Tunus İçişleri Bakanı Faki'nin açıklaması, resmi Facebook hesabından yayınlanan bir video ile kamuoyuna duyuruldu.
Devletin resmi kurumlarının "Tunus topraklarında bulunduğu iddia edilen" bazı Afrikalılara saldırdığına dair haberler olduğunu dile getiren Faki, bazı medya kuruluşları ve sosyal medyanın bunu istismar ederek Tunus'un imajını bozmaya, uluslararası ve yerel kamuoyunda kafa karışıklığı yaratmaya çalıştığını söyledi.
Faki, "Tunus devleti ve yetkilileri, Birleşmiş Milletler'e bağlı tüm kuruluşlarla ve Tunus'taki göçmenlerle ilgili kuruluşlarla resmi olarak muhatap olduğundan bu (iddia) anlamsızdır." diye konuştu.
Faki, bu yıl, sayı ve uyrukların çeşitliliği açısından Tunus'a yönelik düzensiz göçün kapsamlı bir şekilde genişlemesine tanık olduklarını kaydetti.
Yasal geçiş kapılarının yanı sıra "organ, insan ve göçmen kaçakçılığı çetelerinin faaliyet gösterdiği" yasa dışı göç yollarının da olduğunu aktaran Faki, söz konusu göçmenlere çeteler tarafından insanlık dışı muamelede bulunulduğuna ve bunun sonucunda mali ve manevi yolsuzluklar oluştuğuna dikkati çekti.
Bakan Faki, "Afrikalıların yoğun bir şekilde yaşadığı Safaks kentinde yaklaşık 17 bin Afrikalı düzensiz göçmen bulunduğunu, diğer şehirlerdekileri de eklediğimizde Tunus'ta bu sayının 80 bin olduğunu tahmin ediyoruz." dedi.
BM'den Tunus'un göçmen politikasına eleştiriBirleşmiş Milletler (BM) Genel Sekreter Sözcü Yardımcısı Farhan Haq, 1 Ağustos'ta düzenlediği günlük basın toplantısında, Tunus'taki göçmen, mülteci ve sığınmacıların Libya ve Cezayir sınırına sürülmesinden duyulan "derin endişeyi" paylaşmıştı.
Haq, "Libya sınırında birkaç kişinin öldüğü, aralarında hamile kadınlar ve çocukların da bulunduğu yüzlerce kişinin yiyecek ve suya çok az erişimle son derece zorlu koşullarda mahsur kaldığı bildiriliyor." diye konuşmuştu.
BM Mülteciler Yüksek Komiserliği ve Uluslararası Göç Örgütünün geçen hafta yaptığı çağrıyı hatırlatan Sözcü Yardımcısı, "Bu sınır dışı etme işlemlerine bir an önce son verilmesi ve sınırda mahsur kalanların korunabilecekleri ve yeterli suya erişebilecekleri güvenli yerlere acilen yeniden yerleştirilmesi çağrılarını yineliyoruz." ifadesini kullanmıştı.
Haq, "statüleri ne olursa olsun" tüm göçmen, mülteci ve sığınmacıların, uluslararası insan hakları ve mülteci hukuku uyarınca, "insan haklarına tam saygı ve onurlu bir şekilde korunmaları ve muamele görmeleri gereğinin" altını çizmişti.
Tunus, Avrupa Birliği fonundan 250 milyon avrodan fazla destek almasına rağmen mülteci ve düzensiz göçmenleri Libya ve Cezayir sınırına yönlendirerek ülkeyi terk etmeye zorluyor.

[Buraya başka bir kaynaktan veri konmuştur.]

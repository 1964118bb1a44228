use crate::hal::{ActuatorChannel, HardwareFault, HardwarePort, HardwareSnapshot, SetupFaults};
use serde::{Deserialize, Serialize};
use tracing::debug;

// Default rates for soak runs of the simulator
const READ_FAULT_RATE_PERCENT: f32 = 1.0;
const WRITE_FAULT_RATE_PERCENT: f32 = 0.5;
const DEFAULT_SEED: u64 = 0x1234_5678_9ABC_DEF0;

/// Fault injection statistics for telemetry
#[derive(Debug, Clone, Copy, Serialize, Deserialize, Default, PartialEq, Eq)]
pub struct FaultInjectionStats {
    pub reads_attempted: u64,
    pub read_faults_injected: u64,
    pub writes_attempted: u64,
    pub write_faults_injected: u64,
}

/// Configuration for fault injection behavior
#[derive(Debug, Clone, Serialize, Deserialize)]
pub struct FaultInjectionConfig {
    pub enabled: bool,
    pub read_fault_rate_percent: f32,
    pub write_fault_rate_percent: f32,
    pub seed: u64,
}

impl Default for FaultInjectionConfig {
    fn default() -> Self {
        Self {
            enabled: true,
            read_fault_rate_percent: READ_FAULT_RATE_PERCENT,
            write_fault_rate_percent: WRITE_FAULT_RATE_PERCENT,
            seed: DEFAULT_SEED,
        }
    }
}

/// Probabilistic fault source
#[derive(Debug)]
pub struct FaultInjector {
    config: FaultInjectionConfig,
    stats: FaultInjectionStats,

    // Simple Linear Congruential Generator for deterministic testing
    rng_state: u64,
}

impl FaultInjector {
    pub fn new() -> Self {
        Self::new_with_config(FaultInjectionConfig::default())
    }

    pub fn new_with_config(config: FaultInjectionConfig) -> Self {
        Self {
            rng_state: config.seed,
            config,
            stats: FaultInjectionStats::default(),
        }
    }

    fn should_fail_read(&mut self) -> bool {
        self.stats.reads_attempted += 1;
        let rate = self.config.read_fault_rate_percent;
        let inject = self.config.enabled && self.roll(rate);
        if inject {
            self.stats.read_faults_injected += 1;
        }
        inject
    }

    fn should_fail_write(&mut self) -> bool {
        self.stats.writes_attempted += 1;
        let rate = self.config.write_fault_rate_percent;
        let inject = self.config.enabled && self.roll(rate);
        if inject {
            self.stats.write_faults_injected += 1;
        }
        inject
    }

    fn roll(&mut self, rate_percent: f32) -> bool {
        self.random_float() < (rate_percent / 100.0)
    }

    pub fn get_stats(&self) -> &FaultInjectionStats {
        &self.stats
    }

    pub fn get_config(&self) -> &FaultInjectionConfig {
        &self.config
    }

    pub fn set_enabled(&mut self, enabled: bool) {
        self.config.enabled = enabled;
    }

    fn next_random(&mut self) -> u64 {
        // Linear Congruential Generator: X(n+1) = (aX(n) + c) mod m
        // Using parameters from Numerical Recipes
        self.rng_state = self.rng_state.wrapping_mul(1_664_525).wrapping_add(1_013_904_223);
        self.rng_state
    }

    #[allow(clippy::cast_precision_loss)]
    fn random_float(&mut self) -> f32 {
        (self.next_random() as f32) / (u64::MAX as f32)
    }
}

impl Default for FaultInjector {
    fn default() -> Self {
        Self::new()
    }
}

/// Wraps any port and fails a configurable share of its reads and writes.
/// Setup is passed through untouched.
#[derive(Debug)]
pub struct FaultyPort<P: HardwarePort> {
    inner: P,
    injector: FaultInjector,
}

impl<P: HardwarePort> FaultyPort<P> {
    pub fn new(inner: P, config: FaultInjectionConfig) -> Self {
        Self {
            inner,
            injector: FaultInjector::new_with_config(config),
        }
    }

    pub fn injector(&self) -> &FaultInjector {
        &self.injector
    }

    pub fn inner(&self) -> &P {
        &self.inner
    }
}

impl<P: HardwarePort> HardwarePort for FaultyPort<P> {
    fn setup(&mut self) -> SetupFaults {
        self.inner.setup()
    }

    fn update(&mut self) -> Result<HardwareSnapshot, HardwareFault> {
        // The platform is still read so a simulated clock keeps advancing.
        let snapshot = self.inner.update()?;
        if self.injector.should_fail_read() {
            debug!("injecting read fault");
            return Err(HardwareFault::ReadFailed("injected read fault".into()));
        }
        Ok(snapshot)
    }

    fn set_actuator(&mut self, channel: ActuatorChannel, volts: f64) -> Result<(), HardwareFault> {
        if self.injector.should_fail_write() {
            debug!("injecting write fault on {}", channel);
            return Err(HardwareFault::WriteFailed {
                channel,
                reason: "injected write fault".into(),
            });
        }
        self.inner.set_actuator(channel, volts)
    }
}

Tunus'un, çölde kaderine terk ettiği ve çoğu savaş ve yoksulluktan kaçan sahra altı Afrikalılardan oluşan insanların görüntüleri bir süredir sosyal medyada paylaşılıyor.
Her yıl binlerce Afrikalı düzensiz göçmen, daha iyi bir yaşam umuduyla Akdeniz üzerinden Avrupa'ya ulaşmak için Libya ve Cezayir'e sınırı olan Tunus'a geliyor.
Tunus'un güney kentlerinde ikamet eden göçmenler, fırsat buldukça teknelerle Avrupa'ya geçmeye çalışıyor.